A differential modality is a comonad on an additive symmetric monoidal category $(\mathsf{C},\otimes,I)$, whose underlying functor we denote $!\colon\mathsf{C} \rightarrow \mathsf{C}$, together with some additional structure including a differential operator $\partial\colon!A \otimes A \rightarrow !A$. A morphism $f\colon !A \rightarrow B$ is interpreted as a smooth function from $A$ to $B$. The notion of an $\mathbb{N}$-filtered differential modality is a variant in which a notion of degree is present.

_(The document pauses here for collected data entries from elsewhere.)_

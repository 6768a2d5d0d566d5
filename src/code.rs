//! @ai:module:intent Represent generated or extracted code as an ordered list of lines
//! @ai:module:layer domain
//! @ai:module:public_api Code
//! @ai:module:stateless true

use serde::{Deserialize, Serialize};
use std::fmt;

/// Leading words that open a nested scope when re-indenting.
const SCOPE_KEYWORDS: [&str; 6] = ["for", "ForEach", "if", "else", "while", "do"];

/// @ai:intent A piece of code: an ordered, mutable list of text lines
#[derive(Debug, Clone, Default, PartialEq, Eq, Serialize, Deserialize)]
#[serde(transparent)]
pub struct Code {
    pub lines: Vec<String>,
}

impl Code {
    pub fn new() -> Self {
        Self::default()
    }

    /// @ai:intent Append one line (usually a single C/C++ statement)
    pub fn add_line(&mut self, line: impl Into<String>) {
        self.lines.push(line.into());
    }

    /// @ai:intent Append several lines in order
    pub fn add_lines<I, S>(&mut self, lines: I)
    where
        I: IntoIterator<Item = S>,
        S: Into<String>,
    {
        self.lines.extend(lines.into_iter().map(Into::into));
    }

    /// @ai:intent Append all lines of another code block
    pub fn append(&mut self, other: &Code) {
        self.lines.extend(other.lines.iter().cloned());
    }

    pub fn is_empty(&self) -> bool {
        self.lines.is_empty()
    }

    pub fn len(&self) -> usize {
        self.lines.len()
    }

    /// @ai:intent Re-indent the code with tabs following its keyword/brace structure
    /// @ai:post applying align twice yields the same lines as applying it once
    /// @ai:effects pure
    ///
    /// A line that starts with a control keyword and ends with `{` indents the
    /// following lines one level deeper until the closing-brace line. A keyword
    /// line that ends in neither `{` nor `;` indents only the statement that
    /// follows it (or the chain of keyword lines that follows it).
    pub fn align(&mut self, initial_tabs: usize) {
        let mut idx = 0;
        self.align_from(&mut idx, initial_tabs, false);
    }

    fn align_from(&mut self, idx: &mut usize, level: usize, no_brace_keyword: bool) {
        while *idx < self.lines.len() {
            let cur = self.lines[*idx].trim().to_string();
            if closes_scope(&cur) {
                return;
            }
            if no_brace_keyword && !keyword_brace(&cur) && !keyword_no_brace(&cur) {
                self.lines[*idx] = indent(level, &cur);
                return;
            }

            self.lines[*idx] = indent(level, &cur);

            if keyword_brace(&cur) {
                *idx += 1;
                self.align_from(idx, level + 1, false);
                if let Some(closing) = self.lines.get(*idx) {
                    let closing = closing.trim().to_string();
                    self.lines[*idx] = indent(level, &closing);
                }
            } else if keyword_no_brace(&cur) {
                *idx += 1;
                self.align_from(idx, level + 1, true);
                if no_brace_keyword {
                    return;
                }
            }
            *idx += 1;
        }
    }
}

fn starts_with_keyword(line: &str) -> bool {
    SCOPE_KEYWORDS.iter().any(|kw| line.starts_with(kw))
}

fn closes_scope(line: &str) -> bool {
    line.ends_with('}')
}

fn keyword_brace(line: &str) -> bool {
    starts_with_keyword(line) && line.ends_with('{')
}

fn keyword_no_brace(line: &str) -> bool {
    starts_with_keyword(line) && !line.ends_with('{') && !line.ends_with(';')
}

fn indent(level: usize, line: &str) -> String {
    if line.is_empty() {
        return String::new();
    }
    format!("{}{}", "\t".repeat(level), line)
}

impl fmt::Display for Code {
    fn fmt(&self, f: &mut fmt::Formatter<'_>) -> fmt::Result {
        for line in &self.lines {
            writeln!(f, "{}", line)?;
        }
        Ok(())
    }
}

impl From<Vec<String>> for Code {
    fn from(lines: Vec<String>) -> Self {
        Self { lines }
    }
}

impl<S: Into<String>> FromIterator<S> for Code {
    fn from_iter<I: IntoIterator<Item = S>>(iter: I) -> Self {
        Self {
            lines: iter.into_iter().map(Into::into).collect(),
        }
    }
}

#[cfg(test)]
mod tests {
    use super::*;
    use pretty_assertions::assert_eq;

    fn code(lines: &[&str]) -> Code {
        lines.iter().copied().collect()
    }

    #[test]
    fn test_align_braced_scope() {
        let mut c = code(&["int x = 0;", "if (x) {", "x++;", "}", "return x;"]);
        c.align(1);
        assert_eq!(
            c.lines,
            vec!["\tint x = 0;", "\tif (x) {", "\t\tx++;", "\t}", "\treturn x;"]
        );
    }

    #[test]
    fn test_align_single_statement_scope() {
        let mut c = code(&["if (x)", "y = 1;", "z = 2;"]);
        c.align(0);
        assert_eq!(c.lines, vec!["if (x)", "\ty = 1;", "z = 2;"]);
    }

    #[test]
    fn test_align_keyword_chain() {
        let mut c = code(&["for (i = 0; i < n; i++)", "if (a[i])", "cnt++;", "done();"]);
        c.align(0);
        assert_eq!(
            c.lines,
            vec!["for (i = 0; i < n; i++)", "\tif (a[i])", "\t\tcnt++;", "done();"]
        );
    }

    #[test]
    fn test_align_is_idempotent() {
        let mut once = code(&[
            "  while (true) {",
            "if (done)",
            "      break;",
            "else {",
            "step();",
            "}",
            "}",
            "finish();",
        ]);
        once.align(1);
        let mut twice = once.clone();
        twice.align(1);
        assert_eq!(once, twice);
    }

    #[test]
    fn test_display_terminates_every_line() {
        let c = code(&["a;", "b;"]);
        assert_eq!(c.to_string(), "a;\nb;\n");
    }
}
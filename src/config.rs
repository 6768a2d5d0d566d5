//! @ai:module:intent Run parameters for the generator, loadable from TOML
//! @ai:module:layer infrastructure
//! @ai:module:public_api GeneratorConfig, PathConfig, RunConfig
//! @ai:module:stateless true

use crate::error::{Error, Result};
use serde::{Deserialize, Serialize};
use std::fs;
use std::path::{Path, PathBuf};

/// @ai:intent Main configuration of a generation run
#[derive(Debug, Clone, Default, PartialEq, Eq, Serialize, Deserialize)]
pub struct GeneratorConfig {
    #[serde(default)]
    pub paths: PathConfig,
    #[serde(default)]
    pub run: RunConfig,
}

/// @ai:intent Input and output roots
#[derive(Debug, Clone, PartialEq, Eq, Serialize, Deserialize)]
pub struct PathConfig {
    #[serde(default = "default_benchmarks_dir")]
    pub benchmarks_dir: PathBuf,
    #[serde(default = "default_generated_dir")]
    pub generated_dir: PathBuf,
}

/// @ai:intent Which sub-directories of the input root to process
#[derive(Debug, Clone, Default, PartialEq, Eq, Serialize, Deserialize)]
pub struct RunConfig {
    #[serde(default)]
    pub benchmarks: Vec<String>,
}

impl Default for PathConfig {
    fn default() -> Self {
        Self {
            benchmarks_dir: default_benchmarks_dir(),
            generated_dir: default_generated_dir(),
        }
    }
}

fn default_benchmarks_dir() -> PathBuf {
    PathBuf::from("benchmarks")
}

fn default_generated_dir() -> PathBuf {
    PathBuf::from("generated")
}

impl GeneratorConfig {
    /// @ai:intent Load configuration from a TOML file
    /// @ai:pre path exists and is readable
    /// @ai:effects fs:read
    pub fn load(path: &Path) -> Result<Self> {
        let content = fs::read_to_string(path).map_err(|source| Error::FileRead {
            path: path.to_path_buf(),
            source,
        })?;
        toml::from_str(&content).map_err(|e| Error::Config {
            path: path.to_path_buf(),
            message: e.to_string(),
        })
    }

    /// @ai:intent Save configuration to a TOML file
    /// @ai:effects fs:write
    pub fn save(&self, path: &Path) -> Result<()> {
        let content = toml::to_string_pretty(self).map_err(|e| Error::Config {
            path: path.to_path_buf(),
            message: e.to_string(),
        })?;
        fs::write(path, content).map_err(|source| Error::FileWrite {
            path: path.to_path_buf(),
            source,
        })
    }

    /// Input directory of one named benchmark.
    pub fn input_dir(&self, benchmark: &str) -> PathBuf {
        self.paths.benchmarks_dir.join(benchmark)
    }

    /// Output directory of one named benchmark.
    pub fn output_dir(&self, benchmark: &str) -> PathBuf {
        self.paths.generated_dir.join(benchmark)
    }
}
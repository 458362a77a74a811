//! Entity definition loading from various sources.
//!
//! Handles loading definitions from files, strings, and HTTP URLs. A document
//! holds either a single entity, a JSON array of entities, or an object with
//! an `entities` array.

use std::path::Path;

use serde_json::Value;
use tracing::debug;

use crate::error::LoadError;
use crate::types::EntitySchema;

#[cfg(feature = "remote")]
use std::time::Duration;

/// Default timeout for HTTP requests (10 seconds).
#[cfg(feature = "remote")]
const HTTP_TIMEOUT: Duration = Duration::from_secs(10);

/// Load entity definitions from a file path.
///
/// # Errors
///
/// Returns `LoadError::FileNotFound` if the file doesn't exist,
/// or `LoadError::InvalidJson` if the file isn't a valid definition document.
pub fn load_entities(path: &Path) -> Result<Vec<EntitySchema>, LoadError> {
    if !path.exists() {
        return Err(LoadError::FileNotFound {
            path: path.to_path_buf(),
        });
    }

    let content = std::fs::read_to_string(path).map_err(|source| LoadError::ReadError {
        path: path.to_path_buf(),
        source,
    })?;

    let entities = load_entities_str(&content)?;
    debug!(path = %path.display(), count = entities.len(), "loaded entities");
    Ok(entities)
}

/// Load entity definitions from a JSON string.
///
/// # Errors
///
/// Returns `LoadError::InvalidJson` if the string isn't a valid definition document.
pub fn load_entities_str(content: &str) -> Result<Vec<EntitySchema>, LoadError> {
    let value: Value =
        serde_json::from_str(content).map_err(|source| LoadError::InvalidJson { source })?;
    parse_entities(value)
}

/// Interpret an already-parsed definition document.
///
/// # Errors
///
/// Returns `LoadError::InvalidJson` if the document doesn't describe entities.
pub fn parse_entities(value: Value) -> Result<Vec<EntitySchema>, LoadError> {
    let result = match value {
        Value::Array(_) => serde_json::from_value(value),
        Value::Object(mut map) => match map.remove("entities") {
            Some(entities) => serde_json::from_value(entities),
            None => serde_json::from_value(Value::Object(map)).map(|entity| vec![entity]),
        },
        // Let serde report the type mismatch
        other => serde_json::from_value::<EntitySchema>(other).map(|entity| vec![entity]),
    };
    result.map_err(|source| LoadError::InvalidJson { source })
}

/// Load entity definitions from an HTTP/HTTPS URL.
///
/// Requires the `remote` feature (enabled by default).
///
/// # Errors
///
/// Returns `LoadError::NetworkError` if the request fails,
/// or `LoadError::InvalidJson` if the response isn't a valid definition document.
#[cfg(feature = "remote")]
pub fn load_entities_url(url: &str) -> Result<Vec<EntitySchema>, LoadError> {
    let client = reqwest::blocking::Client::builder()
        .timeout(HTTP_TIMEOUT)
        .build()
        .map_err(|source| LoadError::NetworkError {
            url: url.to_string(),
            source,
        })?;

    let response = client
        .get(url)
        .send()
        .map_err(|source| LoadError::NetworkError {
            url: url.to_string(),
            source,
        })?;

    // Check for HTTP errors before parsing
    let response = response
        .error_for_status()
        .map_err(|source| LoadError::NetworkError {
            url: url.to_string(),
            source,
        })?;

    let value: Value = response.json().map_err(|source| LoadError::NetworkError {
        url: url.to_string(),
        source,
    })?;
    parse_entities(value)
}

/// Check if a string looks like a URL (starts with http:// or https://).
pub fn is_url(s: &str) -> bool {
    s.starts_with("http://") || s.starts_with("https://")
}

/// Load entity definitions from a file path or URL.
///
/// Automatically detects whether the source is a URL or file path.
/// URL loading requires the `remote` feature.
///
/// # Errors
///
/// Returns appropriate errors based on the source type.
pub fn load_entities_auto(source: &str) -> Result<Vec<EntitySchema>, LoadError> {
    if is_url(source) {
        #[cfg(feature = "remote")]
        {
            load_entities_url(source)
        }
        #[cfg(not(feature = "remote"))]
        {
            Err(LoadError::FileNotFound {
                path: std::path::PathBuf::from(source),
            })
        }
    } else {
        load_entities(Path::new(source))
    }
}

#[cfg(test)]
mod tests {
    use super::*;
    use crate::types::{Marker, Requiredness, VariantKind};
    use std::io::Write;
    use tempfile::NamedTempFile;

    const USER: &str = r#"{
        "name": "User",
        "package": "com.example",
        "variants": ["Create", "Partial"],
        "fields": [
            { "name": "id", "type": "java.lang.String", "markers": ["creatable"] },
            { "name": "tags", "type": "java.util.Map<java.lang.String, java.lang.String>",
              "markers": ["has_nullable_values"] }
        ]
    }"#;

    #[test]
    fn load_entities_valid_file() {
        let mut file = NamedTempFile::new().unwrap();
        writeln!(file, "{}", USER).unwrap();

        let entities = load_entities(file.path()).unwrap();
        assert_eq!(entities.len(), 1);
        assert_eq!(entities[0].name, "User");
        assert_eq!(
            entities[0].variants,
            vec![VariantKind::Create, VariantKind::Partial]
        );
        assert_eq!(entities[0].fields[0].markers, vec![Marker::Creatable]);
        assert_eq!(entities[0].fields[1].ty.args.len(), 2);
    }

    #[test]
    fn load_entities_file_not_found() {
        let result = load_entities(Path::new("/nonexistent/entities.json"));
        assert!(matches!(result, Err(LoadError::FileNotFound { .. })));
    }

    #[test]
    fn load_entities_invalid_json() {
        let mut file = NamedTempFile::new().unwrap();
        writeln!(file, "not valid json").unwrap();

        let result = load_entities(file.path());
        assert!(matches!(result, Err(LoadError::InvalidJson { .. })));
    }

    #[test]
    fn load_entities_str_array_and_batch() {
        let list = load_entities_str(r#"[{"name": "A"}, {"name": "B"}]"#).unwrap();
        assert_eq!(list.len(), 2);

        let batch = load_entities_str(r#"{"entities": [{"name": "A"}]}"#).unwrap();
        assert_eq!(batch[0].name, "A");
    }

    #[test]
    fn load_entities_str_rejects_bad_type() {
        let result = load_entities_str(
            r#"{"name": "A", "fields": [{"name": "x", "type": "List<String"}]}"#,
        );
        match result {
            Err(LoadError::InvalidJson { source }) => {
                assert!(source.to_string().contains("unclosed"));
            }
            other => panic!("expected InvalidJson, got {:?}", other),
        }
    }

    #[test]
    fn load_entities_str_rejects_unknown_marker() {
        let result =
            load_entities_str(r#"{"name": "A", "fields": [{"name": "x", "type": "int", "markers": ["sometimes"]}]}"#);
        assert!(matches!(result, Err(LoadError::InvalidJson { .. })));
    }

    #[test]
    fn load_entities_str_accepts_mixed_case_requiredness() {
        let entities = load_entities_str(
            r#"{"name": "A", "fields": [{"name": "x", "type": "int", "markers": [
                {"rule": {"kind": "Dto", "required": "Required"}},
                {"rule": {"kind": "Create", "required": "Absent"}},
                {"rule": {"kind": "Update", "required": "OPTIONAL"}}
            ]}]}"#,
        )
        .unwrap();
        let rules: Vec<_> = entities[0].fields[0].rules().map(|r| r.required).collect();
        assert_eq!(
            rules,
            [
                Requiredness::Required,
                Requiredness::Absent,
                Requiredness::Optional
            ]
        );
    }

    #[test]
    fn load_entities_str_rejects_unknown_requiredness() {
        let result = load_entities_str(
            r#"{"name": "A", "fields": [{"name": "x", "type": "int", "markers": [
                {"rule": {"kind": "Dto", "required": "sometimes"}}
            ]}]}"#,
        );
        match result {
            Err(LoadError::InvalidJson { source }) => {
                assert!(source.to_string().contains("unknown requiredness"));
            }
            other => panic!("expected InvalidJson, got {:?}", other),
        }
    }

    #[test]
    fn load_entities_str_rejects_non_object() {
        assert!(matches!(
            load_entities_str("42"),
            Err(LoadError::InvalidJson { .. })
        ));
    }

    #[test]
    fn is_url_https() {
        assert!(is_url("https://example.com/entities.json"));
    }

    #[test]
    fn is_url_http() {
        assert!(is_url("http://example.com/entities.json"));
    }

    #[test]
    fn is_url_file_path() {
        assert!(!is_url("/path/to/entities.json"));
        assert!(!is_url("./entities.json"));
        assert!(!is_url("entities.json"));
    }

    #[test]
    fn load_entities_auto_file() {
        let mut file = NamedTempFile::new().unwrap();
        writeln!(file, r#"{{"name": "Note"}}"#).unwrap();

        let entities = load_entities_auto(file.path().to_str().unwrap()).unwrap();
        assert_eq!(entities[0].name, "Note");
    }

    #[cfg(feature = "remote")]
    mod remote {
        use super::*;

        #[test]
        fn load_entities_url_valid() {
            let mut server = mockito::Server::new();
            let mock = server
                .mock("GET", "/entities.json")
                .with_status(200)
                .with_header("content-type", "application/json")
                .with_body(USER)
                .create();

            let url = format!("{}/entities.json", server.url());
            let entities = load_entities_auto(&url).unwrap();
            assert_eq!(entities[0].name, "User");
            mock.assert();
        }

        #[test]
        fn load_entities_url_404() {
            let mut server = mockito::Server::new();
            let _mock = server.mock("GET", "/missing.json").with_status(404).create();

            let url = format!("{}/missing.json", server.url());
            let result = load_entities_url(&url);
            assert!(matches!(result, Err(LoadError::NetworkError { .. })));
        }

        #[test]
        fn load_entities_url_invalid_host() {
            let result =
                load_entities_url("https://this-domain-does-not-exist-12345.invalid/entities.json");
            assert!(matches!(result, Err(LoadError::NetworkError { .. })));
        }
    }
}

Instead of a single functor $!\colon \mathsf{C} \rightarrow \mathsf{C}$, we ask for a family of functors $!_{\le n}\colon\mathsf{C} \rightarrow \mathsf{C}$ where $n \in \mathbb{N}$. Now, a morphism $f\colon !_{\le n} A \rightarrow B$ is interpreted as a smooth function from $A$ to $B$, with degree less than $n$ for some notion of degree. We prove that under mild conditions, every differential modality on an additive symmetric monoidal category with underlying functor $!\colon \mathsf{C} \rightarrow \mathsf{C}$ yields an $\mathbb{N}$-filtered differential modality with underlying functors $!_{\le n}\colon\mathsf{C} \rightarrow \mathsf{C}$. A morphism $f\colon !_{\le n}A \rightarrow B$ corresponds to a polynomial map of degree less than $n$ from $A$ to $B$, in the sense that the $(n+1)$-th derivative of $f$ is $0$.